Complications need to be considered in endovascular treatment of dCCFs.

  1. 1.

    Cranial nerve palsy: The coil mass in the CS may cause mass effect to cranial nerves III, IV, and VI resulting in ptosis or ophthalmoplegia [15, 16], particularly when combined with liquid embolization. Nevertheless, most of those ocular symptoms from mass effect will recover within 6 months. Conversely, toxicity of DMSO was reported to cause cranial nerve damage with permanent deficit [17]. Thus, selective coil packing only in the affected venous channel is essential to avoid this undesirable consequence.

  2. 2.

    Iatrogenic vascular injury during blind catheterization through the occluded IPS: Hemorrhaging can occur as a subdural hematoma, direct carotid-cavernous fistula, or subarachnoid hemorrhage, or even intraparenchymal hemorrhage depending on the location of vessel injury (Fig. 9.28).

  3. 3.

    Neurological deficit from arterial occlusion: This is the most dangerous sequela from transarterial embolization using liquid embolic materials. They may easily reflux through the anastomosis between the ECA and ICA that may lead to cerebral infarction or permanent cranial nerve palsy [18].

  4. 4.

    Rerouting drainage into the deep venous system of the brainstem or spinal cord veins after incomplete closure of a dCCF: A follow-up angiogram with planning for complete treatment at least within a few months is recommended in patients with residual venous drainage in the aggressive type of dCCF.

Fig. 9.28
13 angiogram images depict the perforation complication.

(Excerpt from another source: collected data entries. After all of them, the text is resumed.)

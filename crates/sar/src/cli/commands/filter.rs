//! Implementation of `sar filter`.

use std::process::ExitCode;

use comfy_table::{Cell, Table, presets::UTF8_FULL_CONDENSED};
use sar_query::{FilterOperator, Predicate, SearchQuery, Token};
use serde::Serialize;

use crate::cli::{
    args::FilterCommand,
    output::{dim, print_json, subheader},
};

/// JSON output for `sar filter`.
#[derive(Serialize)]
struct JsonFilterOutput<'a> {
    /// Value and operator.
    query: &'a SearchQuery,
    /// Tokens of the value.
    tokens: &'a [Token],
    /// Resulting predicate; absent for a blank value.
    predicate: Option<&'a Predicate>,
}

/// Shows how a filter value is tokenized and which predicate it produces.
pub fn run(cmd: &FilterCommand) -> ExitCode {
    let query = SearchQuery::new(cmd.value.as_str(), cmd.operator);
    let tokens = query.tokens();
    let predicate = query.predicate(&cmd.expression);

    if cmd.json {
        return print_json(&JsonFilterOutput {
            query: &query,
            tokens: &tokens,
            predicate: predicate.as_ref(),
        });
    }

    println!("{} {}", subheader("Operator:"), query.operator.title());

    if matches!(query.operator, FilterOperator::Word | FilterOperator::AllWords) {
        println!("{}", subheader("Tokens:"));
        if tokens.is_empty() {
            println!("  {}", dim("(none)"));
        } else {
            println!("{}", token_table(&tokens));
        }
    }

    println!("{}", subheader("Predicate:"));
    match predicate {
        Some(predicate) => println!("  {predicate}"),
        None => println!("  {}", dim("(no filter)")),
    }

    ExitCode::SUCCESS
}

/// Builds a table describing each token.
fn token_table(tokens: &[Token]) -> Table {
    let mut table = Table::new();
    table.load_preset(UTF8_FULL_CONDENSED);
    table.set_header(vec!["Token", "Kind", "Negated"]);
    for token in tokens {
        table.add_row(vec![
            Cell::new(&token.text),
            Cell::new(if token.is_phrase { "phrase" } else { "word" }),
            Cell::new(if token.negated { "yes" } else { "no" }),
        ]);
    }
    table
}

Tiny pedicles, transvenous catheterization, intercavernous drainage, coil deposition, and complete obliteration of d C C F are depicted.

Perforation complication. (a, b) Left dCCF (arrow) supplied from tiny pedicles from the middle meningeal and accessory meningeal arteries (dashed arrows) with drainage to the SOV. Note no visualization of the IPS. (c, d) Transvenous catherization via blind recanalized left IPS. The catheter tip (arrow) indwelling in the CS. Test injection showing perforation into the cavernous ICA. (e, f) Injection of the left ICA subsequently demonstrating direct CCF (arrowhead) with intercavernous drainage. (g, h) Left ECA angiogram at neck level to identify left facial vein (white arrows) for an alternate route of access. (i, j) Retrograde navigation of the microcatheter in the facial vein to the SOV and CS. (k) Coil deposition in the CS. Compare the morphology in (ab). (l, m) Controlled angiogram revealing complete obliteration of left dCCF; however, persistent iatrogenic direct CCF (arrowhead). On 3-month angiogram follow-up, this direct CCF demonstrated spontaneous healing (not shown)

9.7 Conclusion

The aggressive type of dCCF requires treatment with the goal of curing or at least obliterating the dangerous venous outlet and/or symptomatic venous outlet. The transvenous approach to access the CS for coil embolization is a more favorable treatment method to achieve this goal with safety and effectiveness. Selective embolization at the affected venous channel of the CS is feasible. The IPS is suggested as the initial route of access, even though it is not visualized. The other alternative pathways include the anterior facial vein and middle temporal vein as routes to access the SOV. If transarterial embolization is desired, a dangerous anastomosis between the ECA and ICA along with the risk of complications should always be kept in mind. Direct puncture of the SOV and surgery is the option in a dCCF when it is not safely accessible by the endovascular approach.